Start of Block
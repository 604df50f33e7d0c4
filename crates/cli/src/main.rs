//! Command-line front end for the Furrow task farm.
//!
//! Reads an ordered task list and a node list, runs the session, and streams
//! per-task status to stdout. The process exit code reflects the batch: 0 when
//! every task succeeded, 1 when any task failed, 2 when a stop was requested.

use std::fs::File;
use std::io::BufReader;
use std::path::{Path, PathBuf};
use std::process::ExitCode;
use std::time::Duration;

use clap::Parser;
use furrow::{
    ComputeNode, LaunchMode, ScriptLauncher, Session, SessionError, SessionSettings, StatusSender,
    Task,
};
use tracing::{event, Level};
use tracing_subscriber::EnvFilter;

#[derive(Debug, Parser)]
#[command(
    name = "furrow",
    about = "Run a batch of shell-command tasks across a pool of node-bound workers"
)]
struct Cli {
    /// JSON file with an ordered array of {id, launch_cmd, extra_paths} tasks.
    #[arg(long)]
    tasks: PathBuf,

    /// JSON file with an array of {address, cores} nodes. Defaults to the
    /// local machine with every detected core.
    #[arg(long)]
    nodes: Option<PathBuf>,

    /// JSON settings file; flags below override individual fields.
    #[arg(long)]
    settings: Option<PathBuf>,

    /// Execute launch scripts directly instead of through the parallel
    /// launcher.
    #[arg(long)]
    basic: bool,

    /// Parallel launcher binary used to pin tasks to hosts and cores.
    #[arg(long)]
    launcher_bin: Option<PathBuf>,

    #[arg(long)]
    cores_per_node: Option<u32>,

    #[arg(long)]
    cores_per_task: Option<u32>,

    /// Worker slots per node, overriding the value derived from core counts.
    #[arg(long)]
    processes_per_node: Option<u32>,

    /// Retain generated launch scripts after their task finishes.
    #[arg(long)]
    keep_scripts: bool,

    /// Directory where launch scripts are written.
    #[arg(long)]
    work_dir: Option<PathBuf>,

    /// Abort the session when this file appears.
    #[arg(long)]
    stop_file: Option<PathBuf>,

    /// Only honor the stop file when one of its lines contains this text.
    #[arg(long)]
    stop_magic: Option<String>,

    /// Kill tasks that run longer than this many seconds.
    #[arg(long)]
    task_timeout_secs: Option<f64>,
}

fn read_json<T: serde::de::DeserializeOwned>(path: &Path) -> eyre::Result<T> {
    let file = File::open(path)
        .map_err(|error| eyre::eyre!("failed to open {}: {error}", path.display()))?;
    serde_json::from_reader(BufReader::new(file))
        .map_err(|error| eyre::eyre!("failed to parse {}: {error}", path.display()))
}

fn build_settings(args: &Cli) -> eyre::Result<SessionSettings> {
    let mut settings = match &args.settings {
        Some(path) => read_json::<SessionSettings>(path)?,
        None => SessionSettings::default(),
    };

    if let Some(bin) = &args.launcher_bin {
        settings.launcher = LaunchMode::Wrapper { bin: bin.clone() };
    }
    if args.basic {
        settings.launcher = LaunchMode::Basic;
    }
    if let Some(cores) = args.cores_per_node {
        settings.cores_per_node = cores;
    }
    if let Some(cores) = args.cores_per_task {
        settings.cores_per_task = cores;
    }
    if args.processes_per_node.is_some() {
        settings.processes_per_node = args.processes_per_node;
    }
    if args.keep_scripts {
        settings.keep_scripts = true;
    }
    if let Some(dir) = &args.work_dir {
        settings.work_dir = dir.clone();
    }
    if args.stop_file.is_some() {
        settings.stop_file = args.stop_file.clone();
    }
    if let Some(magic) = &args.stop_magic {
        settings.stop_magic = magic.clone();
    }
    if let Some(secs) = args.task_timeout_secs {
        settings.task_timeout = Some(Duration::from_secs_f64(secs));
    }

    Ok(settings)
}

#[tokio::main]
async fn main() -> eyre::Result<ExitCode> {
    color_eyre::install()?;
    tracing_subscriber::fmt()
        .with_env_filter(EnvFilter::from_default_env())
        .init();

    let args = Cli::parse();
    let settings = build_settings(&args)?;

    let tasks: Vec<Task> = read_json(&args.tasks)?;
    let nodes: Vec<ComputeNode> = match &args.nodes {
        Some(path) => read_json(path)?,
        None => vec![ComputeNode {
            address: "localhost".to_string(),
            cores: num_cpus::get() as u32,
        }],
    };

    event!(
        Level::INFO,
        num_tasks = tasks.len(),
        num_nodes = nodes.len(),
        "Starting task farm"
    );

    let (status, status_rx) = StatusSender::new();
    let printer = tokio::spawn(async move {
        while let Ok(item) = status_rx.recv_async().await {
            println!("{item}");
        }
    });

    let launcher = ScriptLauncher::new(&settings);
    let mut session = Session::new(settings, launcher, &nodes, tasks, status)
        .map_err(|error| eyre::eyre!("{error:?}"))?;

    let result = session.run().await;
    drop(session);
    printer.await.ok();

    match result {
        Ok(summary) if summary.all_succeeded() => {
            event!(Level::INFO, completed = summary.completed, "Batch succeeded");
            Ok(ExitCode::SUCCESS)
        }
        Ok(summary) => {
            for failed in &summary.failed {
                event!(Level::WARN, task = %failed.task_id, reason = ?failed.reason, "Task failed");
            }
            event!(
                Level::WARN,
                completed = summary.completed,
                failed = summary.failed.len(),
                "Batch finished with failures"
            );
            Ok(ExitCode::from(1))
        }
        Err(error) if matches!(error.current_context(), SessionError::StopRequested) => {
            event!(Level::WARN, "Batch aborted by stop file");
            Ok(ExitCode::from(2))
        }
        Err(error) => Err(eyre::eyre!("{error:?}")),
    }
}
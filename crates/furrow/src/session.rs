//! The session scheduler: dispatches tasks to free workers in source order,
//! reaps completions, and recycles workers until the task list is drained.

use std::collections::VecDeque;

use ahash::{HashMap, HashMapExt};
use error_stack::{Report, ResultExt};
use futures::{stream::FuturesUnordered, StreamExt};
use thiserror::Error;
use tracing::{event, instrument, Level};

use crate::launch::{LaunchedTask, Launcher, TaskTermination};
use crate::settings::{ConfigError, SessionSettings};
use crate::status::{StatusSender, StatusUpdateData};
use crate::stop::StopSignal;
use crate::worker::{ComputeNode, WorkerPool};
use crate::Task;

/// Task-to-worker ratio above which grouping tasks into larger units is
/// recommended.
const GROUPING_RATIO: usize = 20;

#[derive(Debug, Error)]
pub enum SessionError {
    #[error("Invalid session configuration")]
    Config,
    #[error("Stop requested through the stop file")]
    StopRequested,
}

#[derive(Debug, Clone)]
pub enum FailureReason {
    /// The task ran and ended with a non-zero code or a signal.
    Exit(TaskTermination),
    /// The task could not be started.
    Launch(String),
    /// The task outlived the configured timeout and was killed.
    TimedOut,
    /// The task started but its process could no longer be observed.
    Lost(String),
}

#[derive(Debug, Clone)]
pub struct FailedTask {
    pub task_id: String,
    pub reason: FailureReason,
}

#[derive(Debug, Default)]
pub struct SessionSummary {
    /// Tasks that were successfully handed to the launcher.
    pub launched: usize,
    /// Tasks that ran to completion with exit code 0.
    pub completed: usize,
    pub failed: Vec<FailedTask>,
}

impl SessionSummary {
    pub fn all_succeeded(&self) -> bool {
        self.failed.is_empty()
    }
}

enum TaskOutcome {
    Finished(TaskTermination),
    TimedOut,
    Lost(String),
}

struct CompletionEvent {
    worker_id: usize,
    task: Task,
    outcome: TaskOutcome,
}

/// A single batch run. Owns the worker pool, the ordered task queue, and the
/// stop signal; generic over the launcher so scheduling can be tested without
/// real processes.
///
/// The driver is a single decision-maker: one dispatch loop owns the free
/// queue and the running set, and one lightweight future per in-flight task
/// waits on the OS process and yields a completion event.
pub struct Session<L: Launcher> {
    settings: SessionSettings,
    launcher: L,
    workers: WorkerPool,
    pending: VecDeque<Task>,
    stop: StopSignal,
    status: StatusSender,
}

impl<L: Launcher> std::fmt::Debug for Session<L> {
    fn fmt(&self, f: &mut std::fmt::Formatter<'_>) -> std::fmt::Result {
        f.debug_struct("Session")
            .field("settings", &self.settings)
            .field("pending", &self.pending)
            .finish_non_exhaustive()
    }
}

impl<L: Launcher> Session<L> {
    /// Build a session, validating the configuration up front. Bad settings,
    /// an unusable node list, or a malformed task are rejected here rather
    /// than at first dispatch.
    pub fn new(
        settings: SessionSettings,
        launcher: L,
        nodes: &[ComputeNode],
        tasks: impl IntoIterator<Item = Task>,
        status: StatusSender,
    ) -> Result<Self, Report<SessionError>> {
        let pending: VecDeque<Task> = tasks.into_iter().collect();
        for (index, task) in pending.iter().enumerate() {
            let field = if task.id.is_empty() {
                Some("id")
            } else if task.launch_cmd.is_empty() {
                Some("command")
            } else {
                None
            };
            if let Some(field) = field {
                return Err(Report::new(ConfigError::InvalidTask { index, field })
                    .change_context(SessionError::Config));
            }
        }

        let slots_per_node = settings
            .processes_per_node()
            .change_context(SessionError::Config)?;
        let workers =
            WorkerPool::load(nodes, slots_per_node).change_context(SessionError::Config)?;
        let stop = StopSignal::new(settings.stop_file.clone(), settings.stop_magic.clone());

        Ok(Self {
            settings,
            launcher,
            workers,
            pending,
            stop,
            status,
        })
    }

    pub fn total_workers(&self) -> usize {
        self.workers.total()
    }

    pub fn free_workers(&self) -> usize {
        self.workers.free_count()
    }

    /// Dispatch every pending task and wait for all of them to finish.
    ///
    /// Tasks go out in source order; a task waits until a worker is free.
    /// Launch failures and non-zero exits are recorded and the session moves
    /// on; only a stop request ends the run early, leaving in-flight child
    /// processes to the OS. Calling `run` again after it returns is a no-op.
    #[instrument(skip(self))]
    pub async fn run(&mut self) -> Result<SessionSummary, Report<SessionError>> {
        self.size_warnings();

        let mut summary = SessionSummary::default();
        let mut running = FuturesUnordered::new();
        // worker id -> id of the task it is bound to
        let mut active: HashMap<usize, String> = HashMap::new();

        while let Some(task) = self.pending.pop_front() {
            let worker_id = loop {
                if self.stop.should_stop() {
                    event!(
                        Level::WARN,
                        abandoned = self.pending.len() + 1,
                        in_flight = ?active,
                        "Stop requested; abandoning queued tasks"
                    );
                    return Err(Report::new(SessionError::StopRequested));
                }
                if let Some(id) = self.workers.checkout() {
                    break id;
                }

                debug_assert!(!running.is_empty());
                match tokio::time::timeout(self.settings.stop_check_interval, running.next()).await
                {
                    Ok(Some(completion)) => self.reap(completion, &mut active, &mut summary),
                    // Timer tick, or nothing in flight: go back around and
                    // check the stop file.
                    Ok(None) | Err(_) => {}
                }
            };

            let worker = self.workers.get(worker_id);
            match self.launcher.launch(&task, worker).await {
                Ok(mut launched) => {
                    event!(
                        Level::DEBUG,
                        task = %task.id,
                        worker = worker_id,
                        cores = %worker.cores,
                        host = %worker.host.address,
                        "Dispatched task"
                    );
                    self.status.add(
                        task.id.clone(),
                        worker_id,
                        StatusUpdateData::Launched {
                            pid: launched.pid(),
                        },
                    );
                    summary.launched += 1;
                    active.insert(worker_id, task.id.clone());

                    let timeout = self.settings.task_timeout;
                    running.push(async move {
                        let outcome = match timeout {
                            Some(limit) => {
                                match tokio::time::timeout(limit, launched.wait()).await {
                                    Ok(Ok(termination)) => TaskOutcome::Finished(termination),
                                    Ok(Err(error)) => TaskOutcome::Lost(format!("{error:?}")),
                                    Err(_) => {
                                        launched.kill().await.ok();
                                        TaskOutcome::TimedOut
                                    }
                                }
                            }
                            None => match launched.wait().await {
                                Ok(termination) => TaskOutcome::Finished(termination),
                                Err(error) => TaskOutcome::Lost(format!("{error:?}")),
                            },
                        };
                        launched.cleanup().await.ok();
                        CompletionEvent {
                            worker_id,
                            task,
                            outcome,
                        }
                    });
                }
                Err(error) => {
                    event!(
                        Level::ERROR,
                        task = %task.id,
                        cmd = %task.launch_cmd,
                        ?error,
                        "Failed to launch task"
                    );
                    self.status.add(
                        task.id.clone(),
                        worker_id,
                        StatusUpdateData::LaunchFailed {
                            message: error.to_string(),
                        },
                    );
                    summary.failed.push(FailedTask {
                        task_id: task.id,
                        reason: FailureReason::Launch(error.to_string()),
                    });
                    self.workers.checkin(worker_id);
                }
            }
        }

        // Everything has been dispatched; drain the in-flight tasks.
        while !running.is_empty() {
            if self.stop.should_stop() {
                event!(
                    Level::WARN,
                    in_flight = ?active,
                    "Stop requested while draining"
                );
                return Err(Report::new(SessionError::StopRequested));
            }
            match tokio::time::timeout(self.settings.stop_check_interval, running.next()).await {
                Ok(Some(completion)) => self.reap(completion, &mut active, &mut summary),
                Ok(None) => break,
                Err(_) => {}
            }
        }

        event!(
            Level::INFO,
            completed = summary.completed,
            failed = summary.failed.len(),
            "All tasks completed"
        );
        Ok(summary)
    }

    /// Record a finished task and return its worker to the free queue.
    fn reap(
        &mut self,
        completion: CompletionEvent,
        active: &mut HashMap<usize, String>,
        summary: &mut SessionSummary,
    ) {
        let CompletionEvent {
            worker_id,
            task,
            outcome,
        } = completion;

        match outcome {
            TaskOutcome::Finished(termination) if termination.success() => {
                event!(Level::DEBUG, task = %task.id, worker = worker_id, "Task finished");
                self.status.add(
                    task.id,
                    worker_id,
                    StatusUpdateData::Finished { termination },
                );
                summary.completed += 1;
            }
            TaskOutcome::Finished(termination) => {
                event!(
                    Level::WARN,
                    task = %task.id,
                    cmd = %task.launch_cmd,
                    %termination,
                    "Task failed"
                );
                self.status.add(
                    task.id.clone(),
                    worker_id,
                    StatusUpdateData::Finished { termination },
                );
                summary.failed.push(FailedTask {
                    task_id: task.id,
                    reason: FailureReason::Exit(termination),
                });
            }
            TaskOutcome::TimedOut => {
                event!(
                    Level::WARN,
                    task = %task.id,
                    cmd = %task.launch_cmd,
                    "Task timed out and was killed"
                );
                self.status
                    .add(task.id.clone(), worker_id, StatusUpdateData::TimedOut);
                summary.failed.push(FailedTask {
                    task_id: task.id,
                    reason: FailureReason::TimedOut,
                });
            }
            TaskOutcome::Lost(message) => {
                event!(
                    Level::ERROR,
                    task = %task.id,
                    cmd = %task.launch_cmd,
                    %message,
                    "Task process was lost"
                );
                self.status.add(
                    task.id.clone(),
                    worker_id,
                    StatusUpdateData::Failed {
                        message: message.clone(),
                    },
                );
                summary.failed.push(FailedTask {
                    task_id: task.id,
                    reason: FailureReason::Lost(message),
                });
            }
        }

        active.remove(&worker_id);
        self.workers.checkin(worker_id);
        debug_assert_eq!(
            active.len() + self.workers.free_count(),
            self.workers.total()
        );
    }

    fn size_warnings(&self) {
        let num_tasks = self.pending.len();
        let num_workers = self.workers.total();
        if num_tasks % num_workers != 0 {
            event!(
                Level::WARN,
                num_tasks,
                num_workers,
                "Task count is not a multiple of the worker count; consider grouping tasks"
            );
        }
        if num_tasks > num_workers * GROUPING_RATIO {
            event!(
                Level::WARN,
                num_tasks,
                num_workers,
                "High task-to-worker ratio; consider grouping tasks"
            );
        }
    }
}
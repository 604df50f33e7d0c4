use once_cell::sync::Lazy;

/// Opt-in tracing for tests: set `TEST_LOG` to see the hierarchical log tree.
pub fn setup_test_tracing() {
    static TRACING: Lazy<()> = Lazy::new(|| {
        use tracing_subscriber::layer::SubscriberExt;

        if std::env::var("TEST_LOG").is_err() {
            return;
        }

        let tree = tracing_tree::HierarchicalLayer::new(2)
            .with_targets(true)
            .with_bracketed_fields(true);
        let subscriber = tracing_subscriber::Registry::default().with(tree);
        tracing::subscriber::set_global_default(subscriber).ok();
    });

    Lazy::force(&TRACING);
}
//! Launch tasks as OS processes through generated launch scripts.
//!
//! Every launch writes a small shell script into the work directory. The
//! script is both the exec target and an operator-inspectable record of what
//! ran where; the child's environment comes directly from the spawn call
//! rather than from `export` lines in the script.

use std::path::{Path, PathBuf};

use async_trait::async_trait;
use error_stack::{Report, ResultExt};
use tokio::process::{Child, Command};
use tracing::{event, instrument, Level};
use uuid::Uuid;

use super::{LaunchError, LaunchedTask, Launcher, TaskTermination};
use crate::settings::{LaunchMode, SessionSettings};
use crate::{Task, Worker};

pub struct ScriptLauncher {
    work_dir: PathBuf,
    job_id: Uuid,
    mode: LaunchMode,
    cores_per_task: u32,
    keep_scripts: bool,
}

impl ScriptLauncher {
    pub fn new(settings: &SessionSettings) -> Self {
        Self {
            work_dir: settings.work_dir.clone(),
            job_id: Uuid::now_v7(),
            mode: settings.launcher.clone(),
            cores_per_task: settings.cores_per_task,
            keep_scripts: settings.keep_scripts,
        }
    }

    fn script_path(&self, task: &Task, worker: &Worker) -> PathBuf {
        self.work_dir.join(format!(
            "task-{host}-id{worker}-{job}.{task}",
            host = worker.host.address,
            worker = worker.id,
            job = self.job_id,
            task = task.id
        ))
    }

    /// Write the launch record: a shebang line and the task command prefixed
    /// by a `cd` into the driver's working directory. Mode 0755.
    async fn write_launch_file(
        &self,
        task: &Task,
        worker: &Worker,
    ) -> Result<PathBuf, Report<LaunchError>> {
        let path = self.script_path(task, worker);
        let cwd = std::env::current_dir().change_context(LaunchError::ScriptWrite)?;
        let body = format!(
            "#!/bin/sh\ncd '{cwd}' && {cmd}\n",
            cwd = cwd.display(),
            cmd = task.launch_cmd
        );

        tokio::fs::write(&path, body)
            .await
            .change_context(LaunchError::ScriptWrite)
            .attach_printable_lazy(|| path.display().to_string())?;

        #[cfg(unix)]
        {
            use std::os::unix::fs::PermissionsExt;
            tokio::fs::set_permissions(&path, std::fs::Permissions::from_mode(0o755))
                .await
                .change_context(LaunchError::ScriptWrite)
                .attach_printable_lazy(|| path.display().to_string())?;
        }

        Ok(path)
    }

    fn build_command(&self, script: &Path, worker: &Worker) -> Command {
        match &self.mode {
            LaunchMode::Basic => Command::new(script),
            LaunchMode::Wrapper { bin } => {
                let mut command = Command::new(bin);
                command
                    .arg("-env")
                    .arg("I_MPI_PIN_PROCESSOR_LIST")
                    .arg(worker.cores.to_string())
                    .arg("-n")
                    .arg(self.cores_per_task.to_string())
                    .arg("-host")
                    .arg(&worker.host.address)
                    .arg(script);
                command
            }
        }
    }
}

#[async_trait]
impl Launcher for ScriptLauncher {
    type Launched = ScriptTask;

    #[instrument(skip(self, task, worker), fields(task = %task.id, worker = worker.id))]
    async fn launch(
        &self,
        task: &Task,
        worker: &Worker,
    ) -> Result<ScriptTask, Report<LaunchError>> {
        let script = self.write_launch_file(task, worker).await?;

        let mut command = self.build_command(&script, worker);
        let child = match command.spawn() {
            Ok(child) => child,
            Err(error) => {
                if !self.keep_scripts {
                    tokio::fs::remove_file(&script).await.ok();
                }
                return Err(Report::new(error)
                    .change_context(LaunchError::Spawn)
                    .attach_printable(task.launch_cmd.clone()));
            }
        };

        event!(
            Level::DEBUG,
            pid = child.id(),
            script = %script.display(),
            "Spawned task process"
        );

        Ok(ScriptTask {
            script,
            child,
            keep_script: self.keep_scripts,
        })
    }
}

#[derive(Debug)]
pub struct ScriptTask {
    script: PathBuf,
    child: Child,
    keep_script: bool,
}

impl ScriptTask {
    pub fn script(&self) -> &Path {
        &self.script
    }
}

#[async_trait]
impl LaunchedTask for ScriptTask {
    fn pid(&self) -> Option<u32> {
        self.child.id()
    }

    async fn wait(&mut self) -> Result<TaskTermination, Report<LaunchError>> {
        let status = self.child.wait().await.change_context(LaunchError::Lost)?;
        Ok(TaskTermination::from_status(status))
    }

    async fn kill(&mut self) -> Result<(), Report<LaunchError>> {
        self.child.kill().await.change_context(LaunchError::Lost)
    }

    async fn cleanup(&mut self) -> Result<(), Report<LaunchError>> {
        if !self.keep_script {
            tokio::fs::remove_file(&self.script)
                .await
                .change_context(LaunchError::ScriptWrite)
                .attach_printable_lazy(|| self.script.display().to_string())?;
        }
        Ok(())
    }
}

#[cfg(test)]
mod tests {
    use super::*;
    use crate::worker::{ComputeNode, WorkerPool};

    fn test_worker() -> Worker {
        let pool = WorkerPool::load(
            &[ComputeNode {
                address: "node0".to_string(),
                cores: 4,
            }],
            2,
        )
        .expect("loading pool");
        pool.get(1).clone()
    }

    fn test_settings(dir: &Path) -> SessionSettings {
        SessionSettings {
            work_dir: dir.to_path_buf(),
            ..Default::default()
        }
    }

    #[tokio::test]
    async fn launch_file_has_expected_name_and_contents() {
        let dir = tempfile::TempDir::new().expect("creating temp dir");
        let launcher = ScriptLauncher::new(&test_settings(dir.path()));
        let task = Task::new("t3", "echo hi");
        let worker = test_worker();

        let path = launcher
            .write_launch_file(&task, &worker)
            .await
            .expect("writing launch file");

        let name = path.file_name().unwrap().to_string_lossy().into_owned();
        assert!(name.starts_with("task-node0-id1-"), "name was {name}");
        assert!(name.ends_with(".t3"), "name was {name}");

        let body = std::fs::read_to_string(&path).expect("reading launch file");
        assert!(body.starts_with("#!/bin/sh\n"));
        assert!(body.contains("cd '"));
        assert!(body.trim_end().ends_with("&& echo hi"));

        #[cfg(unix)]
        {
            use std::os::unix::fs::PermissionsExt;
            let mode = std::fs::metadata(&path).expect("reading metadata").permissions().mode();
            assert_eq!(mode & 0o777, 0o755);
        }
    }

    #[test]
    fn wrapper_argv_matches_launcher_convention() {
        let settings = SessionSettings {
            launcher: LaunchMode::Wrapper {
                bin: PathBuf::from("mpiexec.hydra"),
            },
            cores_per_task: 2,
            ..Default::default()
        };
        let launcher = ScriptLauncher::new(&settings);
        let command = launcher.build_command(Path::new("/tmp/launch.sh"), &test_worker());

        let args: Vec<_> = command
            .as_std()
            .get_args()
            .map(|arg| arg.to_string_lossy().into_owned())
            .collect();
        assert_eq!(
            args,
            [
                "-env",
                "I_MPI_PIN_PROCESSOR_LIST",
                "2-3",
                "-n",
                "2",
                "-host",
                "node0",
                "/tmp/launch.sh",
            ]
        );
    }

    #[tokio::test]
    async fn runs_a_task_and_cleans_up_the_script() {
        let dir = tempfile::TempDir::new().expect("creating temp dir");
        let launcher = ScriptLauncher::new(&test_settings(dir.path()));
        let worker = test_worker();

        let mut running = launcher
            .launch(&Task::new("ok", "true"), &worker)
            .await
            .expect("launching task");
        assert!(running.pid().is_some());
        assert!(running.script().exists());

        let termination = running.wait().await.expect("waiting for task");
        assert!(termination.success());

        running.cleanup().await.expect("cleaning up");
        assert!(!running.script().exists());
    }

    #[tokio::test]
    async fn keep_scripts_retains_the_launch_record() {
        let dir = tempfile::TempDir::new().expect("creating temp dir");
        let settings = SessionSettings {
            keep_scripts: true,
            ..test_settings(dir.path())
        };
        let launcher = ScriptLauncher::new(&settings);

        let mut running = launcher
            .launch(&Task::new("kept", "true"), &test_worker())
            .await
            .expect("launching task");
        running.wait().await.expect("waiting for task");
        running.cleanup().await.expect("cleaning up");
        assert!(running.script().exists());
    }

    #[tokio::test]
    async fn nonzero_exit_is_reported_not_raised() {
        let dir = tempfile::TempDir::new().expect("creating temp dir");
        let launcher = ScriptLauncher::new(&test_settings(dir.path()));

        let mut running = launcher
            .launch(&Task::new("bad", "exit 3"), &test_worker())
            .await
            .expect("launching task");
        let termination = running.wait().await.expect("waiting for task");
        assert_eq!(termination.code, Some(3));
        assert!(!termination.success());
    }

    #[tokio::test]
    async fn spawn_failure_is_typed_and_removes_the_script() {
        let dir = tempfile::TempDir::new().expect("creating temp dir");
        let settings = SessionSettings {
            launcher: LaunchMode::Wrapper {
                bin: PathBuf::from("/nonexistent/parallel-launcher"),
            },
            ..test_settings(dir.path())
        };
        let launcher = ScriptLauncher::new(&settings);

        let error = launcher
            .launch(&Task::new("lost", "true"), &test_worker())
            .await
            .expect_err("launch should fail");
        assert_eq!(error.current_context(), &LaunchError::Spawn);

        let leftover = std::fs::read_dir(dir.path()).expect("reading dir").count();
        assert_eq!(leftover, 0);
    }
}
End of Block
> _Assignment_: Repeat exactly, please, each line from the beginning of the data through the line with "use std::time::Duration;" in it, and only those lines.

> _Answer space_:
repository 604df50f33e7d0c4
filename crates/cli/src/main.rs
//! Command-line front end for the Furrow task farm.
//!
//! Reads an ordered task list and a node list, runs the session, and streams
//! per-task status to stdout. The process exit code reflects the batch: 0 when
//! every task succeeded, 1 when any task failed, 2 when a stop was requested.

use std::fs::File;
use std::io::BufReader;
use std::path::{Path, PathBuf};
use std::process::ExitCode;
use std::time::Duration;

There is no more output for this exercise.